Stored items:
○ ○ ○ ○
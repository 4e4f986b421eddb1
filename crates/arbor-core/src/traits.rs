//! Core traits for arbor abstractions.
//!
//! These traits define the interfaces that storage backends and host
//! applications must satisfy. The mutation engine only talks to these
//! traits, so it runs unchanged against Postgres or the in-memory store.
//!
//! Saves are upserts with mutate-then-save semantics. No transactional
//! grouping across calls is assumed.

use std::sync::Arc;

use async_trait::async_trait;
use chrono::{DateTime, Duration, Utc};

use crate::error::Result;
use crate::models::*;

// =============================================================================
// REPOSITORY TRAITS
// =============================================================================

/// Persistence of notes and their content rows.
#[async_trait]
pub trait NoteRepository: Send + Sync {
    /// Fetch a note by id, deleted or not.
    async fn get(&self, id: &NoteId) -> Result<Option<Note>>;

    /// Insert or update a note row.
    async fn save(&self, note: &Note) -> Result<()>;

    /// Stored content (ciphertext for protected notes). `None` when the
    /// note has no content row or the content was erased.
    async fn get_content(&self, id: &NoteId) -> Result<Option<String>>;

    /// Insert or replace the stored content of a note.
    async fn save_content(&self, id: &NoteId, content: &str) -> Result<()>;
}

/// Persistence of branches.
#[async_trait]
pub trait BranchRepository: Send + Sync {
    async fn get(&self, id: &BranchId) -> Result<Option<Branch>>;

    async fn save(&self, branch: &Branch) -> Result<()>;

    /// Branches placing `note_id`, ordered by position.
    async fn for_note(&self, note_id: &NoteId, filter: LifecycleFilter) -> Result<Vec<Branch>>;

    /// Branches placed under `parent_note_id`, ordered by position.
    async fn children_of(
        &self,
        parent_note_id: &NoteId,
        filter: LifecycleFilter,
    ) -> Result<Vec<Branch>>;

    /// Highest position among live branches under the parent.
    async fn max_child_position(&self, parent_note_id: &NoteId) -> Result<Option<i64>>;

    /// Add `delta` to the position of every live branch under the parent
    /// whose position is strictly greater than `after`.
    ///
    /// Modification timestamps are left untouched. Returns the number of
    /// branches moved.
    async fn shift_positions_after(
        &self,
        parent_note_id: &NoteId,
        after: i64,
        delta: i64,
    ) -> Result<u64>;
}

/// Persistence of labels and relations.
#[async_trait]
pub trait AttributeRepository: Send + Sync {
    async fn get(&self, id: &AttributeId) -> Result<Option<Attribute>>;

    async fn save(&self, attribute: &Attribute) -> Result<()>;

    /// Attributes owned by the note, ordered by position.
    async fn owned_by(&self, note_id: &NoteId, filter: LifecycleFilter) -> Result<Vec<Attribute>>;

    /// Relations of other notes whose value is `note_id`.
    async fn targeting(&self, note_id: &NoteId, filter: LifecycleFilter)
        -> Result<Vec<Attribute>>;
}

/// Persistence of revisions and their content rows.
#[async_trait]
pub trait RevisionRepository: Send + Sync {
    async fn get(&self, id: &RevisionId) -> Result<Option<Revision>>;

    async fn save(&self, revision: &Revision) -> Result<()>;

    /// Revisions of a note, newest first.
    async fn for_note(&self, note_id: &NoteId) -> Result<Vec<Revision>>;

    /// Whether any revision of the note was created at or after `since`.
    async fn exists_since(&self, note_id: &NoteId, since: DateTime<Utc>) -> Result<bool>;

    async fn get_content(&self, id: &RevisionId) -> Result<Option<String>>;

    async fn save_content(&self, id: &RevisionId, content: &str) -> Result<()>;
}

/// Bulk purge that bypasses the per-entity save path.
///
/// Runs identically on every replica, so it records nothing for
/// replication and performs no protection checks.
#[async_trait]
pub trait ErasureRepository: Send + Sync {
    /// Erase every soft-deleted, not-yet-erased note whose
    /// `utc_date_modified` is at or before `cutoff`, together with its
    /// content, its revisions and its attributes. Scrubbed rows are stamped
    /// with `now`. Returns the erased ids.
    async fn erase_deleted_notes(
        &self,
        cutoff: DateTime<Utc>,
        now: DateTime<Utc>,
    ) -> Result<Vec<NoteId>>;
}

/// The repositories the mutation engine works against.
#[derive(Clone)]
pub struct Repositories {
    pub notes: Arc<dyn NoteRepository>,
    pub branches: Arc<dyn BranchRepository>,
    pub attributes: Arc<dyn AttributeRepository>,
    pub revisions: Arc<dyn RevisionRepository>,
}

// =============================================================================
// OPTIONS
// =============================================================================

/// Host-provided options consumed by the engine.
///
/// Each value is read once per operation that needs it; there is no
/// live-reload contract.
#[async_trait]
pub trait OptionSource: Send + Sync {
    /// Minimum time between automatic revision snapshots of a note.
    async fn revision_snapshot_interval(&self) -> Result<Duration>;

    /// Time a note stays soft-deleted before it is erased.
    async fn erasure_retention(&self) -> Result<Duration>;

    /// Note currently hoisted in the UI; it cannot be deleted.
    async fn hoisted_note_id(&self) -> Result<NoteId>;
}

// =============================================================================
// PROGRESS
// =============================================================================

/// Receives one tick per entity processed by a long-running cascade.
pub trait ProgressSink: Send + Sync {
    fn increase_progress_count(&self);
}

/// Progress sink that discards ticks.
#[derive(Debug, Clone, Copy, Default)]
pub struct NoProgress;

impl ProgressSink for NoProgress {
    fn increase_progress_count(&self) {}
}
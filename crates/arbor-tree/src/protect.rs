//! Toggling note protection.

use tracing::{debug, instrument};

use arbor_core::{ContentAccess, Error, LifecycleFilter, NoteId, ProgressSink, Result};

use crate::{BoxFuture, NoteTree};

impl NoteTree {
    /// Protect or unprotect a note, optionally with its whole live subtree.
    ///
    /// Content and revisions are re-stored under the new mode. Requires an
    /// unlocked protected session in both directions.
    #[instrument(skip_all, fields(subsystem = "tree", op = "protect_note", note_id = %note_id, protect = protect))]
    pub async fn protect_note_recursively(
        &self,
        note_id: &NoteId,
        protect: bool,
        including_sub_tree: bool,
        access: &ContentAccess,
        progress: &dyn ProgressSink,
    ) -> Result<()> {
        if !access.is_accessible() {
            return Err(Error::Unavailable(
                "changing protection requires an open protected session".into(),
            ));
        }
        self.protect_cascade(note_id.clone(), protect, including_sub_tree, access, progress)
            .await
    }

    fn protect_cascade<'a>(
        &'a self,
        note_id: NoteId,
        protect: bool,
        including_sub_tree: bool,
        access: &'a ContentAccess,
        progress: &'a dyn ProgressSink,
    ) -> BoxFuture<'a, Result<()>> {
        Box::pin(async move {
            let mut note = self
                .repos
                .notes
                .get(&note_id)
                .await?
                .ok_or_else(|| Error::NoteNotFound(note_id.clone()))?;

            if note.is_protected != protect {
                let content = self.load_note_content(&note, access).await?;
                note.is_protected = protect;
                note.content_length = content.len() as i64;
                note.touch(self.now());
                self.repos.notes.save(&note).await?;
                self.write_note_content(&note, &content, access).await?;
                self.protect_revisions(&note, access).await?;
                debug!(note_id = %note.id, protect, "Protection changed");
            }
            progress.increase_progress_count();

            if including_sub_tree {
                let children = self
                    .repos
                    .branches
                    .children_of(&note.id, LifecycleFilter::Live)
                    .await?;
                for child in children {
                    self.protect_cascade(child.note_id, protect, true, access, progress)
                        .await?;
                }
            }
            Ok(())
        })
    }
}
○ ○ ○ ○
▸ **Work request**: Each line in the data that holds the string "under" should be found and copied.

▸ **Solution for this exercise**:
    /// Branches placed under `parent_note_id`, ordered by position.
    /// Highest position among live branches under the parent.
    /// Add `delta` to the position of every live branch under the parent
    /// Content and revisions are re-stored under the new mode. Requires an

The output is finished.